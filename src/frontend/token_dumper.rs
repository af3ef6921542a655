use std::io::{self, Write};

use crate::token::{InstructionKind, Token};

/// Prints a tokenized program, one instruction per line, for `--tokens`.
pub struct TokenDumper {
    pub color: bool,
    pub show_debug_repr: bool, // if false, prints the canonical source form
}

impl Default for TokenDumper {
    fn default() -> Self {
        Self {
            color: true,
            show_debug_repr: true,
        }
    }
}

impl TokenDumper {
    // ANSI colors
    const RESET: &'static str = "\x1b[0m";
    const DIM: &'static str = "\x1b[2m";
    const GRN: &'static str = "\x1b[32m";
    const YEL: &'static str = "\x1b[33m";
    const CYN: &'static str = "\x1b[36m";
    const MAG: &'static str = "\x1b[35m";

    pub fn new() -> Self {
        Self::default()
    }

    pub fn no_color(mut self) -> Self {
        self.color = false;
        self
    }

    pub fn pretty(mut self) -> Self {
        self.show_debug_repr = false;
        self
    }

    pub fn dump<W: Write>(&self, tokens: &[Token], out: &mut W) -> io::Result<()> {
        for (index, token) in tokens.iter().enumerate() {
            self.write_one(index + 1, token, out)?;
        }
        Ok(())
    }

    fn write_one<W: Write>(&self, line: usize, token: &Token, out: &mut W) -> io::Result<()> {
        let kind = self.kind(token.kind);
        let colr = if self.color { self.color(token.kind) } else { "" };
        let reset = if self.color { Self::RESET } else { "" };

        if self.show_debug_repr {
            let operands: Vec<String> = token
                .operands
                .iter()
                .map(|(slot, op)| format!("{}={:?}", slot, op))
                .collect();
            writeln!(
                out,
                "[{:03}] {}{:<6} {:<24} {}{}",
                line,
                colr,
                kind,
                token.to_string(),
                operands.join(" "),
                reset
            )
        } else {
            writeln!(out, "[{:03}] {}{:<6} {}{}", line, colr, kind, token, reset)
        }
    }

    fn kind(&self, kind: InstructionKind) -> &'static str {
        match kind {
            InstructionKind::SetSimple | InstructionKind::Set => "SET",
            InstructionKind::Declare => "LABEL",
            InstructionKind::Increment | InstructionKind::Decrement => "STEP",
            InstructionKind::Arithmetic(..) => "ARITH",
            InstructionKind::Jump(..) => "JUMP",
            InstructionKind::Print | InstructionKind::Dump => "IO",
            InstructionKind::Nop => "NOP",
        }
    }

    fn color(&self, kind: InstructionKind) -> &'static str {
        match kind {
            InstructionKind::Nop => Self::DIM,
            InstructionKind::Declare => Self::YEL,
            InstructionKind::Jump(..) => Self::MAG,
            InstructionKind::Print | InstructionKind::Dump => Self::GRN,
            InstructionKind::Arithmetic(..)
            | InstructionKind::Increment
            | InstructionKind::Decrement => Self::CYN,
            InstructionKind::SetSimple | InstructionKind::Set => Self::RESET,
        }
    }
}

==

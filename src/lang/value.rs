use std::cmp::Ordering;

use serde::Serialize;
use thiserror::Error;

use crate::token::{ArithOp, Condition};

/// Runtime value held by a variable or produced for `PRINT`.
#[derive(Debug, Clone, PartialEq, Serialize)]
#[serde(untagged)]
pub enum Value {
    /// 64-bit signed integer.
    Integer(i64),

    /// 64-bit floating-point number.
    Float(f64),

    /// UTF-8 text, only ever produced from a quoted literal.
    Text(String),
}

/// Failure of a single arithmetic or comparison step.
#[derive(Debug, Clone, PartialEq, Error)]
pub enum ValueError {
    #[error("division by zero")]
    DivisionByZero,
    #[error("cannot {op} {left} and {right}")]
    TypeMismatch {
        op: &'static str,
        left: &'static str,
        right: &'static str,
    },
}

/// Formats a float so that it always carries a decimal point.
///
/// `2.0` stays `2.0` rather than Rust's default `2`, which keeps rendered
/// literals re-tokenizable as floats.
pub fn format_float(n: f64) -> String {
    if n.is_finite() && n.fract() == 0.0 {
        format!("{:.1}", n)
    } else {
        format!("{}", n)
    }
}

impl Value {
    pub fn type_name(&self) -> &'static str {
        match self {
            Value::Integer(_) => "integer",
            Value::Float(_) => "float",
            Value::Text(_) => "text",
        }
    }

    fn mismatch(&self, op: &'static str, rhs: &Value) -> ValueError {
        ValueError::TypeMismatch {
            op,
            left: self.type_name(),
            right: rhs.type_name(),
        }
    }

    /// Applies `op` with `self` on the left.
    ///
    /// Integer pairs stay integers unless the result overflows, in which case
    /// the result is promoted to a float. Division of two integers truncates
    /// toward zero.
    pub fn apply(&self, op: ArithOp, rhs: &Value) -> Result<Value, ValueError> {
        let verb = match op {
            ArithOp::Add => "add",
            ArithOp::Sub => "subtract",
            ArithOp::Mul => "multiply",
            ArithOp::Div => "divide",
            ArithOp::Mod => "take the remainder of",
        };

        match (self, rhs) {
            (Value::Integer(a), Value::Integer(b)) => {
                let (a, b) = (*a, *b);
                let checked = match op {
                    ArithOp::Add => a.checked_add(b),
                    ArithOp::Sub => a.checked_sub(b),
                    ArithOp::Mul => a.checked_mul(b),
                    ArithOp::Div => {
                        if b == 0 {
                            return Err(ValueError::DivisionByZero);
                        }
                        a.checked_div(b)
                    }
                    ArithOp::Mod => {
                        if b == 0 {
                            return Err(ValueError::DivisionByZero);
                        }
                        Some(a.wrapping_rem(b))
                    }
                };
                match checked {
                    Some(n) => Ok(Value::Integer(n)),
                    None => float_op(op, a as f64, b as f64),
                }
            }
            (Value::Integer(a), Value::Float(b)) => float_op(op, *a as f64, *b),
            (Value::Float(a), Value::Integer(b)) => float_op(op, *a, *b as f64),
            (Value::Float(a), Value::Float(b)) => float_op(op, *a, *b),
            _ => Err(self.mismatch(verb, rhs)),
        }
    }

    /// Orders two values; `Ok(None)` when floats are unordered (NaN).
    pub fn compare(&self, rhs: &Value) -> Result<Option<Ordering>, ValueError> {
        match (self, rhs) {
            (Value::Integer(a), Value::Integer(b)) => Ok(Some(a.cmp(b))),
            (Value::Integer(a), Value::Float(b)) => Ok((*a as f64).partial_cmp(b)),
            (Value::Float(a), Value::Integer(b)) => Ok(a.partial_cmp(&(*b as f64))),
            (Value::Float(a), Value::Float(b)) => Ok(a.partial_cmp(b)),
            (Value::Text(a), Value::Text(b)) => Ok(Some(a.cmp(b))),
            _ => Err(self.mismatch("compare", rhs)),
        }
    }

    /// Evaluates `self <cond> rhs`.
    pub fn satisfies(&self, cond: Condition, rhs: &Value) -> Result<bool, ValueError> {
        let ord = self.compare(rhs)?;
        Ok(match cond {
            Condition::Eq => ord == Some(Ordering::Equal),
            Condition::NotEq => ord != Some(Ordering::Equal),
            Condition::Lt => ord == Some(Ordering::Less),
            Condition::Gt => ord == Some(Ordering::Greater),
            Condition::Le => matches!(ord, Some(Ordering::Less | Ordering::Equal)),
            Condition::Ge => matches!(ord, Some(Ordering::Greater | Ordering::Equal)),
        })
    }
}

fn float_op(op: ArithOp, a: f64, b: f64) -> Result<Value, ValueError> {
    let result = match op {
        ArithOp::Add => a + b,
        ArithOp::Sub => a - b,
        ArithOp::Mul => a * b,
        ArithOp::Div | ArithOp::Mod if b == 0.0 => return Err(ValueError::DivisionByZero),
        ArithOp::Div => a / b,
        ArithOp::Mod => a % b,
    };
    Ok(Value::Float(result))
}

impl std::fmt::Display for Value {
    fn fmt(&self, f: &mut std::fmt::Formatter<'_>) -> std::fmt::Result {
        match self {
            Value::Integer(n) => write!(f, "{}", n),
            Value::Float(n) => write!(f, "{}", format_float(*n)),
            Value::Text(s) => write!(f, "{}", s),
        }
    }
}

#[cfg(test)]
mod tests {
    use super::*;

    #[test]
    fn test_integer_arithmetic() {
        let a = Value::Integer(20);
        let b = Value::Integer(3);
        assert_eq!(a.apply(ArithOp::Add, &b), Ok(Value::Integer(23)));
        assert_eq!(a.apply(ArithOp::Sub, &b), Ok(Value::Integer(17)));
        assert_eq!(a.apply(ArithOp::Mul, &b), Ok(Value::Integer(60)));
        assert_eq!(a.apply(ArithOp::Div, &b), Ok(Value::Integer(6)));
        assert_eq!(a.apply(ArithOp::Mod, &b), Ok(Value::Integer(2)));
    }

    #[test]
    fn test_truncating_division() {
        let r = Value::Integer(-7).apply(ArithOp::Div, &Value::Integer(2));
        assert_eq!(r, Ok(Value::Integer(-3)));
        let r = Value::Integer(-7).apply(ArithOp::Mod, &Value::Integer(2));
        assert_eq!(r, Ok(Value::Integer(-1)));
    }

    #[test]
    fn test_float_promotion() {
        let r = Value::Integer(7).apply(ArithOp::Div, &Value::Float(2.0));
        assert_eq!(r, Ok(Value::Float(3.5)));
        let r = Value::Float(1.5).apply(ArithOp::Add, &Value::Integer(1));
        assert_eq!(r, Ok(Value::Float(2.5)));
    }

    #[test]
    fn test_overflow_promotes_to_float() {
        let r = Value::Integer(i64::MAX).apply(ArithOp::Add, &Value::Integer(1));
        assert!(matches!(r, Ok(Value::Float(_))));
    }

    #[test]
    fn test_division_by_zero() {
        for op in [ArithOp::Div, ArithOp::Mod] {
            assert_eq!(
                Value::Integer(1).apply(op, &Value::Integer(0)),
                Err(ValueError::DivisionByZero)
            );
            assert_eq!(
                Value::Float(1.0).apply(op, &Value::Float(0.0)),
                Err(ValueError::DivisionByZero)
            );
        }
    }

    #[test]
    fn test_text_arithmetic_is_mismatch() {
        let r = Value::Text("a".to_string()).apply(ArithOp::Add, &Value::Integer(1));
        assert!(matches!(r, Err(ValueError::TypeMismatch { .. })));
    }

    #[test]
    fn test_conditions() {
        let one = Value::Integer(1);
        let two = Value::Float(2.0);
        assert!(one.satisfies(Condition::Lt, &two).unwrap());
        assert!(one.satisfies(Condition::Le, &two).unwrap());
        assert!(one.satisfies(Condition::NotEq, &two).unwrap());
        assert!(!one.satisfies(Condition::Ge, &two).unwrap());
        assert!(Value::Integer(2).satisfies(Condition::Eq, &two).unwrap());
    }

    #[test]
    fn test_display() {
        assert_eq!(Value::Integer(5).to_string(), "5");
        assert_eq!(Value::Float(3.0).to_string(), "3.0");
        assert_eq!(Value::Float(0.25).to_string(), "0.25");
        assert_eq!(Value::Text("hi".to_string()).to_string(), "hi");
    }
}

--

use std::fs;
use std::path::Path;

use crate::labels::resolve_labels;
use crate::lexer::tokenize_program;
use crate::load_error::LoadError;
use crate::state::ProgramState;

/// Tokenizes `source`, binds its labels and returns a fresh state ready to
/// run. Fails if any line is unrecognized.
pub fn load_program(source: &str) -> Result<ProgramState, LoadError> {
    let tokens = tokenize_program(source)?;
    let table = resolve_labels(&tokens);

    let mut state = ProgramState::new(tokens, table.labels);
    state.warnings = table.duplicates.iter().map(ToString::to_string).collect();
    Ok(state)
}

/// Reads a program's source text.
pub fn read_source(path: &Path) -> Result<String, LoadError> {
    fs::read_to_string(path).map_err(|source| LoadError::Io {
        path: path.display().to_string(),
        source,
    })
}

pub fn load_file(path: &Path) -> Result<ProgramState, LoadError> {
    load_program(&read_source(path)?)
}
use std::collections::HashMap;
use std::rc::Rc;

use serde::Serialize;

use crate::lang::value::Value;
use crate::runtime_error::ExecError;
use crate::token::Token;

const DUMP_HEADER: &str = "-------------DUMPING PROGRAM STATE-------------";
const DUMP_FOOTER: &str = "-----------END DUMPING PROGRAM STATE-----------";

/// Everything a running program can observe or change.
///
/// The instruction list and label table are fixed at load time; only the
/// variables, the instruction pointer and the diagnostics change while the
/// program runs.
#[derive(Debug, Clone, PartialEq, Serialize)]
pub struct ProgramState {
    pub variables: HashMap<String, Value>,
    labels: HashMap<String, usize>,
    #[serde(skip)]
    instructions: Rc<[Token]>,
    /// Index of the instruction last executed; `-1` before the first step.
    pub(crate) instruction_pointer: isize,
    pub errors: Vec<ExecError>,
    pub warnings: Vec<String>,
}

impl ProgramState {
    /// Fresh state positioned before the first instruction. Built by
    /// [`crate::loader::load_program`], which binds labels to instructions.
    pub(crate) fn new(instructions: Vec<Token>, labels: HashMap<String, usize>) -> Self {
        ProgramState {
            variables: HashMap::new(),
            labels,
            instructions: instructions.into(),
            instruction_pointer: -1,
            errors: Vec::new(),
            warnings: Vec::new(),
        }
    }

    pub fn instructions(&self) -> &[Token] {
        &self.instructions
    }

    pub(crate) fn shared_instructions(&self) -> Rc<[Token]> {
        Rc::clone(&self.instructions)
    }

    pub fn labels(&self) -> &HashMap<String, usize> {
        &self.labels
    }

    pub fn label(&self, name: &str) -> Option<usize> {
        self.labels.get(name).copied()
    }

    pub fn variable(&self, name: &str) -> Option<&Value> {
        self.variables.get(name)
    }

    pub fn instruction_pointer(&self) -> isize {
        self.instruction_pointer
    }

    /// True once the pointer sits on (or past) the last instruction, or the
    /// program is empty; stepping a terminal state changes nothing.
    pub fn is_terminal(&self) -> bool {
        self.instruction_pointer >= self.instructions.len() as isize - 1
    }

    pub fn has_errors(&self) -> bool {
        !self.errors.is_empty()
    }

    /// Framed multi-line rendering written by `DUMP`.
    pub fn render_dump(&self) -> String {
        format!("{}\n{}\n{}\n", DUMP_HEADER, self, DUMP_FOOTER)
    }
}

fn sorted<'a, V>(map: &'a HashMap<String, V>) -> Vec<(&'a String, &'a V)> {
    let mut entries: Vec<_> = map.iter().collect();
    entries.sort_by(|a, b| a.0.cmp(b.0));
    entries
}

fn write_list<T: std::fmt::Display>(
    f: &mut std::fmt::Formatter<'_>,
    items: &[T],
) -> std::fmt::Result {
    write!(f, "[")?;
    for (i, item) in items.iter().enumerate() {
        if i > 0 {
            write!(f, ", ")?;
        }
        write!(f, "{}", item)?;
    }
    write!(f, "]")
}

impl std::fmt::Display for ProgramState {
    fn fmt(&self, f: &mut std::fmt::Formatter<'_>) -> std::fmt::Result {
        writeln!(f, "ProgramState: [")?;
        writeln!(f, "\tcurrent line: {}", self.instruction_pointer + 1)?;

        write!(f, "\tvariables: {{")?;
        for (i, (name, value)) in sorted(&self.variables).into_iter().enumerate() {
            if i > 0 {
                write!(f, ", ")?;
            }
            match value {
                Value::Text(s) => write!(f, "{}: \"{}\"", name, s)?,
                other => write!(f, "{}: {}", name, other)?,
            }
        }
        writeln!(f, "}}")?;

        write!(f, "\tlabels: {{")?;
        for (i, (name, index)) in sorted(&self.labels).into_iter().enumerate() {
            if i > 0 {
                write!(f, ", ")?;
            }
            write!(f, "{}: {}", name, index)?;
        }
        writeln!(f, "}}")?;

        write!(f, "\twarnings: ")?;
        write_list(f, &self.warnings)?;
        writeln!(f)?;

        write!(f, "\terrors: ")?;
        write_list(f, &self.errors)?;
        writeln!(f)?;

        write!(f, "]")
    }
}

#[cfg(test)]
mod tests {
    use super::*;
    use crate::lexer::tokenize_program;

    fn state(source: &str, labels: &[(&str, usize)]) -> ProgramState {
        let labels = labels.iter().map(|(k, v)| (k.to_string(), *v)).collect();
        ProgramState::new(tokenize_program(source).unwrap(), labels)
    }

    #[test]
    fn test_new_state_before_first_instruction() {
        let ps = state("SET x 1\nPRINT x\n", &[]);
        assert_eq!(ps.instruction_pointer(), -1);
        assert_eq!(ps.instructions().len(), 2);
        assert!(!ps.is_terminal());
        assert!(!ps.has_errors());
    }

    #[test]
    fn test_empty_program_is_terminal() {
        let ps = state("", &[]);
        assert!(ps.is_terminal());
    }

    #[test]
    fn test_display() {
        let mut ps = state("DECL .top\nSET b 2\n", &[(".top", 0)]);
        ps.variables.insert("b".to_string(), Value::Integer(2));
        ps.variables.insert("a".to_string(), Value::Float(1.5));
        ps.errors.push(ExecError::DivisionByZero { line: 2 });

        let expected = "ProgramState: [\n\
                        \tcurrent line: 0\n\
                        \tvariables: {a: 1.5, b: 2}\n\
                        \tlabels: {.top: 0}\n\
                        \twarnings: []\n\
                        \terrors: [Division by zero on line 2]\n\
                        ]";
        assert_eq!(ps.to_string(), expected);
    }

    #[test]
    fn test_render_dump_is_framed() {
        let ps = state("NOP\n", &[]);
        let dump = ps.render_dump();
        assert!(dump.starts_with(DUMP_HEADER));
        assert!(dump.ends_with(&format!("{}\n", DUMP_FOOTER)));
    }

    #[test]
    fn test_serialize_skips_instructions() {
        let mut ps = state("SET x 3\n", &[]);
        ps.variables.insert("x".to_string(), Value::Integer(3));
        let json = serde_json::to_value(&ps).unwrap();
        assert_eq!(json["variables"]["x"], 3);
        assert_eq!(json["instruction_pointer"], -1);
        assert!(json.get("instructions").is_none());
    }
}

» Work task:
Filter the records for the word "left" and show every line that has it.

» Completed task:
    #[error("cannot {op} {left} and {right}")]
        left: &'static str,
            left: self.type_name(),
    /// Applies `op` with `self` on the left.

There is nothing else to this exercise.